To ensure the accuracy and precision of the immunosensor in human samples, we conducted a series of recovery experiments by applying the immunosensing test to three human samples, each spiked with known VEGF concentrations of 1 pg/mL, 100 pg/mL, and 1 ng/mL. The recovery tests were conducted based on the EIS scheme, and the findings indicated that the complex biological compounds in blood serum did not interfere with our results. We achieved successful recoveries with acceptable relative errors. Recoveries of 98%, 95.6%, and 96% were attained for the VEGF concentrations added at 1 pg/mL, 100 pg/mL, and 1 ng/mL, respectively. This demonstrates the reliability and accuracy of the immunosensor, further supported by the data of presented immunosensor in Table S3.

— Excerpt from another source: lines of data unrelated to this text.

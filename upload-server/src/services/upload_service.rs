use actix_multipart::Multipart;
use actix_web::http::Method;
use actix_web::{web, HttpRequest, HttpResponse};
use futures_util::StreamExt;
use crate::errors::UploadErr;
use crate::services::{AppState, TEXT_PLAIN};

/// Cap on the bytes read from all form fields of one upload (16 MiB).
pub const MAX_UPLOAD_BYTES: usize = 2 << 23;
pub const SOURCE_FILE_FIELD: &str = "sourceFile";
pub const UPLOAD_FORM: &str = include_str!("../static/upload_form.html");
pub const UPLOAD_CREATED: &str = "Successfully Uploaded File\n";

/// POST stores the submitted file, every other method gets the upload form.
pub async fn upload_dispatch(
    req: HttpRequest,
    payload: web::Payload,
    shared_state: web::Data<AppState>,
) -> Result<HttpResponse, UploadErr> {
    if req.method() == Method::POST {
        process_upload(Multipart::new(req.headers(), payload), &shared_state).await
    } else {
        Ok(serve_form())
    }
}

fn serve_form() -> HttpResponse {
    HttpResponse::Ok()
        .content_type("text/html; charset=utf-8")
        .body(UPLOAD_FORM)
}

struct SourceFile {
    file_name: Option<String>,
    content_type: Option<String>,
    data: Vec<u8>,
}

async fn process_upload(multipart: Multipart, shared_state: &AppState) -> Result<HttpResponse, UploadErr> {
    let upload = read_source_file(multipart).await?;
    tracing::info!(
        size = upload.data.len(),
        file_name = ?upload.file_name,
        content_type = ?upload.content_type,
        "File uploaded"
    );

    let mut writer = shared_state
        .store
        .new_writer(upload.file_name.as_deref().unwrap_or("upload"));
    if let Some(content_type) = &upload.content_type {
        writer.set_content_type(content_type);
    }

    if let Err(e) = writer.write(&upload.data).await {
        tracing::error!(error = ?e, "Cannot write object");
        return Err(e.into());
    }
    if let Err(e) = writer.close().await {
        tracing::error!(error = ?e, "Cannot close object");
        return Err(e.into());
    }

    Ok(HttpResponse::Created().content_type(TEXT_PLAIN).body(UPLOAD_CREATED))
}

/// Walks the form until the `sourceFile` field and buffers its body.
///
/// Fields in front of it are drained and count towards the size cap.
async fn read_source_file(mut multipart: Multipart) -> Result<SourceFile, UploadErr> {
    let mut total_size = 0usize;

    while let Some(item) = multipart.next().await {
        let mut field = item.map_err(|e| {
            tracing::warn!(error = %e, "Cannot parse multipart form");
            UploadErr::Malformed(e)
        })?;

        let is_source = field.name() == Some(SOURCE_FILE_FIELD);
        let mut data = Vec::new();

        while let Some(chunk) = field.next().await {
            let chunk = match chunk {
                Ok(chunk) => chunk,
                Err(e) if is_source => {
                    tracing::error!(error = %e, "Cannot read data");
                    return Err(UploadErr::Read(e));
                }
                Err(e) => {
                    tracing::warn!(error = %e, "Cannot parse multipart form");
                    return Err(UploadErr::Malformed(e));
                }
            };

            total_size += chunk.len();
            if total_size > MAX_UPLOAD_BYTES {
                tracing::warn!(total_size, limit = MAX_UPLOAD_BYTES, "Upload too large");
                return Err(UploadErr::TooLarge { limit: MAX_UPLOAD_BYTES });
            }
            if is_source {
                data.extend_from_slice(&chunk);
            }
        }

        if is_source {
            return Ok(SourceFile {
                file_name: field
                    .content_disposition()
                    .and_then(|cd| cd.get_filename())
                    .map(str::to_string),
                content_type: field.content_type().map(|mime| mime.to_string()),
                data,
            });
        }
    }

    tracing::warn!(field = SOURCE_FILE_FIELD, "Cannot find form file");
    Err(UploadErr::MissingField(SOURCE_FILE_FIELD))
}

#[cfg(test)]
mod tests {
    use std::sync::Arc;
    use actix_web::http::{header, StatusCode};
    use actix_web::{test, App};
    use bucket_storage::MemoryBucket;
    use futures_util::future::join;
    use crate::services::routes;
    use crate::services::test_support::{FailAt, FailingBucket};
    use super::*;

    const BOUNDARY: &str = "upload-test-boundary";

    fn part(field: &str, file_name: &str, content_type: &str, data: &[u8]) -> Vec<u8> {
        let mut body = format!(
            "--{BOUNDARY}\r\n\
             Content-Disposition: form-data; name=\"{field}\"; filename=\"{file_name}\"\r\n\
             Content-Type: {content_type}\r\n\r\n"
        )
        .into_bytes();
        body.extend_from_slice(data);
        body.extend_from_slice(b"\r\n");
        body
    }

    fn finish(mut body: Vec<u8>) -> Vec<u8> {
        body.extend_from_slice(format!("--{BOUNDARY}--\r\n").as_bytes());
        body
    }

    fn upload_request(body: Vec<u8>) -> test::TestRequest {
        test::TestRequest::post()
            .uri("/upload")
            .insert_header((header::CONTENT_TYPE, format!("multipart/form-data; boundary={BOUNDARY}")))
            .set_payload(body)
    }

    fn state(store: Arc<dyn bucket_storage::BucketStore>) -> web::Data<AppState> {
        web::Data::new(AppState::new(store, "World".to_string()))
    }

    #[actix_web::test]
    async fn test_get_serves_form() {
        let app = test::init_service(App::new().app_data(state(Arc::new(MemoryBucket::new()))).configure(routes)).await;

        let req = test::TestRequest::get()
            .uri("/upload")
            .insert_header((header::ACCEPT, "application/json"))
            .set_payload("ignored body")
            .to_request();
        let resp = test::call_service(&app, req).await;
        assert_eq!(resp.status(), StatusCode::OK);
        let body = test::read_body(resp).await;
        assert_eq!(body, UPLOAD_FORM.as_bytes());
        assert!(UPLOAD_FORM.contains("name=\"sourceFile\""));
    }

    #[actix_web::test]
    async fn test_other_methods_serve_form() {
        let app = test::init_service(App::new().app_data(state(Arc::new(MemoryBucket::new()))).configure(routes)).await;

        let req = test::TestRequest::put().uri("/upload").to_request();
        let body = test::call_and_read_body(&app, req).await;
        assert_eq!(body, UPLOAD_FORM.as_bytes());
    }

    #[actix_web::test]
    async fn test_upload_license_file() {
        let bucket = MemoryBucket::new();
        let app = test::init_service(App::new().app_data(state(Arc::new(bucket.clone()))).configure(routes)).await;

        let body = finish(part(SOURCE_FILE_FIELD, "license.txt", "text/plain", b"0123456789"));
        let resp = test::call_service(&app, upload_request(body).to_request()).await;
        assert_eq!(resp.status(), StatusCode::CREATED);
        assert_eq!(test::read_body(resp).await, UPLOAD_CREATED.as_bytes());

        let keys = bucket.keys().await;
        assert_eq!(keys.len(), 1);
        assert_ne!(keys[0], "license.txt");
        let stored = bucket.get(&keys[0]).await.unwrap();
        assert_eq!(stored.data.len(), 10);
        assert_eq!(stored.content_type.as_deref(), Some("text/plain"));
    }

    #[actix_web::test]
    async fn test_upload_empty_file() {
        let bucket = MemoryBucket::new();
        let app = test::init_service(App::new().app_data(state(Arc::new(bucket.clone()))).configure(routes)).await;

        let body = finish(part(SOURCE_FILE_FIELD, "empty.bin", "application/octet-stream", b""));
        let resp = test::call_service(&app, upload_request(body).to_request()).await;
        assert_eq!(resp.status(), StatusCode::CREATED);

        let keys = bucket.keys().await;
        assert_eq!(keys.len(), 1);
        assert!(bucket.get(&keys[0]).await.unwrap().data.is_empty());
    }

    #[actix_web::test]
    async fn test_fields_before_source_file_are_skipped() {
        let bucket = MemoryBucket::new();
        let app = test::init_service(App::new().app_data(state(Arc::new(bucket.clone()))).configure(routes)).await;

        let mut body = part("caption", "caption.txt", "text/plain", b"not stored");
        body.extend(part(SOURCE_FILE_FIELD, "photo.png", "image/png", b"\x89PNG"));
        let resp = test::call_service(&app, upload_request(finish(body)).to_request()).await;
        assert_eq!(resp.status(), StatusCode::CREATED);

        let keys = bucket.keys().await;
        assert_eq!(keys.len(), 1);
        let stored = bucket.get(&keys[0]).await.unwrap();
        assert_eq!(stored.data, b"\x89PNG");
        assert_eq!(stored.content_type.as_deref(), Some("image/png"));
    }

    #[actix_web::test]
    async fn test_wrong_field_is_bad_request() {
        let bucket = MemoryBucket::new();
        let app = test::init_service(App::new().app_data(state(Arc::new(bucket.clone()))).configure(routes)).await;

        let body = finish(part("wrongField", "license.txt", "text/plain", b"0123456789"));
        let resp = test::call_service(&app, upload_request(body).to_request()).await;
        assert_eq!(resp.status(), StatusCode::BAD_REQUEST);
        assert!(bucket.is_empty().await);
    }

    #[actix_web::test]
    async fn test_missing_field_asks_for_no_writer() {
        let bucket = FailingBucket::new(FailAt::Write);
        let app = test::init_service(App::new().app_data(state(bucket.clone())).configure(routes)).await;

        let body = finish(part("wrongField", "license.txt", "text/plain", b"0123456789"));
        let resp = test::call_service(&app, upload_request(body).to_request()).await;
        assert_eq!(resp.status(), StatusCode::BAD_REQUEST);
        assert_eq!(bucket.writers(), 0);
    }

    #[actix_web::test]
    async fn test_non_multipart_post_is_bad_request() {
        let bucket = MemoryBucket::new();
        let app = test::init_service(App::new().app_data(state(Arc::new(bucket.clone()))).configure(routes)).await;

        let req = test::TestRequest::post()
            .uri("/upload")
            .insert_header((header::CONTENT_TYPE, "application/json"))
            .set_payload("{}")
            .to_request();
        let resp = test::call_service(&app, req).await;
        assert_eq!(resp.status(), StatusCode::BAD_REQUEST);
        assert!(bucket.is_empty().await);
    }

    #[actix_web::test]
    async fn test_storage_failure_hides_details() {
        for fail_at in [FailAt::Write, FailAt::Close] {
            let bucket = FailingBucket::new(fail_at);
            let app = test::init_service(App::new().app_data(state(bucket.clone())).configure(routes)).await;

            let body = finish(part(SOURCE_FILE_FIELD, "license.txt", "text/plain", b"0123456789"));
            let resp = test::call_service(&app, upload_request(body).to_request()).await;
            assert_eq!(resp.status(), StatusCode::INTERNAL_SERVER_ERROR);
            let body = test::read_body(resp).await;
            assert!(body.is_empty());
            assert_eq!(bucket.writers(), 1);
        }
    }

    #[actix_web::test]
    async fn test_truncated_upload_is_server_error() {
        let bucket = MemoryBucket::new();
        let app = test::init_service(App::new().app_data(state(Arc::new(bucket.clone()))).configure(routes)).await;

        // No closing boundary after the file body
        let mut body = part(SOURCE_FILE_FIELD, "license.txt", "text/plain", b"0123456789");
        body.truncate(body.len() - 4);
        let resp = test::call_service(&app, upload_request(body).to_request()).await;
        assert_eq!(resp.status(), StatusCode::INTERNAL_SERVER_ERROR);
        assert!(bucket.is_empty().await);
    }

    #[actix_web::test]
    async fn test_upload_at_limit_is_accepted() {
        let bucket = MemoryBucket::new();
        let app = test::init_service(App::new().app_data(state(Arc::new(bucket.clone()))).configure(routes)).await;

        let data = vec![b'a'; MAX_UPLOAD_BYTES];
        let body = finish(part(SOURCE_FILE_FIELD, "big.bin", "application/octet-stream", &data));
        let resp = test::call_service(&app, upload_request(body).to_request()).await;
        assert_eq!(resp.status(), StatusCode::CREATED);

        let keys = bucket.keys().await;
        assert_eq!(bucket.get(&keys[0]).await.unwrap().data.len(), MAX_UPLOAD_BYTES);
    }

    #[actix_web::test]
    async fn test_upload_over_limit_is_rejected() {
        let bucket = MemoryBucket::new();
        let app = test::init_service(App::new().app_data(state(Arc::new(bucket.clone()))).configure(routes)).await;

        let data = vec![b'a'; MAX_UPLOAD_BYTES + 1];
        let body = finish(part(SOURCE_FILE_FIELD, "big.bin", "application/octet-stream", &data));
        let resp = test::call_service(&app, upload_request(body).to_request()).await;
        assert_eq!(resp.status(), StatusCode::PAYLOAD_TOO_LARGE);
        assert!(bucket.is_empty().await);
    }

    #[actix_web::test]
    async fn test_concurrent_uploads_get_distinct_keys() {
        let bucket = MemoryBucket::new();
        let app = test::init_service(App::new().app_data(state(Arc::new(bucket.clone()))).configure(routes)).await;

        let first = upload_request(finish(part(SOURCE_FILE_FIELD, "same.txt", "text/plain", b"first"))).to_request();
        let second = upload_request(finish(part(SOURCE_FILE_FIELD, "same.txt", "text/plain", b"second"))).to_request();
        let (a, b) = join(test::call_service(&app, first), test::call_service(&app, second)).await;
        assert_eq!(a.status(), StatusCode::CREATED);
        assert_eq!(b.status(), StatusCode::CREATED);

        let keys = bucket.keys().await;
        assert_eq!(keys.len(), 2);
        let mut payloads = Vec::new();
        for key in &keys {
            payloads.push(bucket.get(key).await.unwrap().data);
        }
        payloads.sort();
        assert_eq!(payloads, vec![b"first".to_vec(), b"second".to_vec()]);
    }
}
use std::collections::BTreeMap;
use std::sync::Arc;
use async_trait::async_trait;
use tokio::sync::RwLock;
use crate::errors::StorageResult;
use crate::store::{BucketStore, ObjectWriter, PendingObject};

#[derive(Debug, Clone, PartialEq, Eq)]
pub struct StoredObject {
    pub data: Vec<u8>,
    pub content_type: Option<String>,
}

/// Keeps objects in process memory. Clones share the same objects.
#[derive(Clone, Debug, Default)]
pub struct MemoryBucket {
    objects: Arc<RwLock<BTreeMap<String, StoredObject>>>,
}

impl MemoryBucket {
    pub fn new() -> Self {
        Self::default()
    }

    pub async fn len(&self) -> usize {
        self.objects.read().await.len()
    }

    pub async fn is_empty(&self) -> bool {
        self.objects.read().await.is_empty()
    }

    pub async fn get(&self, key: &str) -> Option<StoredObject> {
        self.objects.read().await.get(key).cloned()
    }

    pub async fn keys(&self) -> Vec<String> {
        self.objects.read().await.keys().cloned().collect()
    }
}

impl BucketStore for MemoryBucket {
    fn new_writer(&self, key_hint: &str) -> Box<dyn ObjectWriter> {
        Box::new(MemoryObjectWriter {
            objects: self.objects.clone(),
            pending: PendingObject::new(key_hint),
        })
    }
}

struct MemoryObjectWriter {
    objects: Arc<RwLock<BTreeMap<String, StoredObject>>>,
    pending: PendingObject,
}

#[async_trait]
impl ObjectWriter for MemoryObjectWriter {
    async fn write(&mut self, data: &[u8]) -> StorageResult<usize> {
        self.pending.append(data)
    }

    async fn close(&mut self) -> StorageResult<()> {
        let data = self.pending.seal()?;
        let object = StoredObject {
            data,
            content_type: self.pending.content_type.clone(),
        };
        self.objects.write().await.insert(self.pending.key.clone(), object);
        Ok(())
    }

    fn set_content_type(&mut self, content_type: &str) {
        self.pending.set_content_type(content_type);
    }
}
use std::sync::Arc;
use bucket_storage::{create_s3_client, BucketStore, LocalDirBucket, MemoryBucket, S3Bucket, StorageResult};
use crate::params::{Args, StorageBackend};

/// Builds the bucket handle shared by all handlers.
pub async fn build_store(args: &Args) -> StorageResult<Arc<dyn BucketStore>> {
    match args.storage {
        StorageBackend::S3 => {
            let client = create_s3_client(args.endpoint_url.as_deref()).await;
            let bucket = S3Bucket::new(client, args.bucket.clone(), args.write_timeout());
            if args.create_bucket {
                bucket.ensure_bucket().await?;
            }
            tracing::info!(bucket = bucket.bucket(), endpoint = ?args.endpoint_url, "using S3 storage");
            Ok(Arc::new(bucket))
        }
        StorageBackend::Local => {
            let bucket = LocalDirBucket::new(args.local_dir.join(&args.bucket));
            bucket.ensure_dir().await?;
            tracing::info!(path = %bucket.base_path().display(), "using local storage");
            Ok(Arc::new(bucket))
        }
        StorageBackend::Memory => {
            tracing::warn!("using in-memory storage, objects are lost on exit");
            Ok(Arc::new(MemoryBucket::new()))
        }
    }
}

In Table 1, the characteristics of different biosensors for VEGF in the literature have been compared by this sensor. The findings illustrate that the nano-porous Au electrode outperforms various biosensors, especially regarding the limit of detection (LoD) and linear response range for VEGF detection.

Table 1 Comparison of the analytical capabilities of various VEGF immunosensors documented in the literature with the current research.

Conclusion

In this study, we have successfully designed an electrochemical immunosensor for detecting the VEGF tumor marker based on a modified porous gold electrode. The electrode is created through a series of straightforward processes involving silver and gold deposition on an FTO substrate, followed by thermal annealing and dealloying to eliminate silver from the electrode surface entirely. Employing a comprehensive protocol for antibody attachment to the gold substrate, we conducted VEGF detection using CV and EIS. Impressively, this immunosensor exhibits a remarkable detection limit of 0.05 pg/mL, making it an ideal tool for highly sensitive VEGF tests. Furthermore, the linear range extends from 0.1 pg/mL to 0.1 µg/mL, indicating not only a low limit of detection but also a wide dynamic range for accurate measurements.

In conclusion, this research not only establishes a robust method for sensitive electrode fabrication but also highlights its suitability for widespread adoption, positioning it as a promising candidate for scaling up in various scientific and medical contexts. The presented immunosensor offers several notable advantages for VEGF biomarker detection. However, it is essential to consider its potential limitations for practical applications, which include a relatively complex and costly fabrication process, antibody instability for long-term use, and a sophisticated production line for mass production. These factors may raise concerns regarding scaling up its fabrication.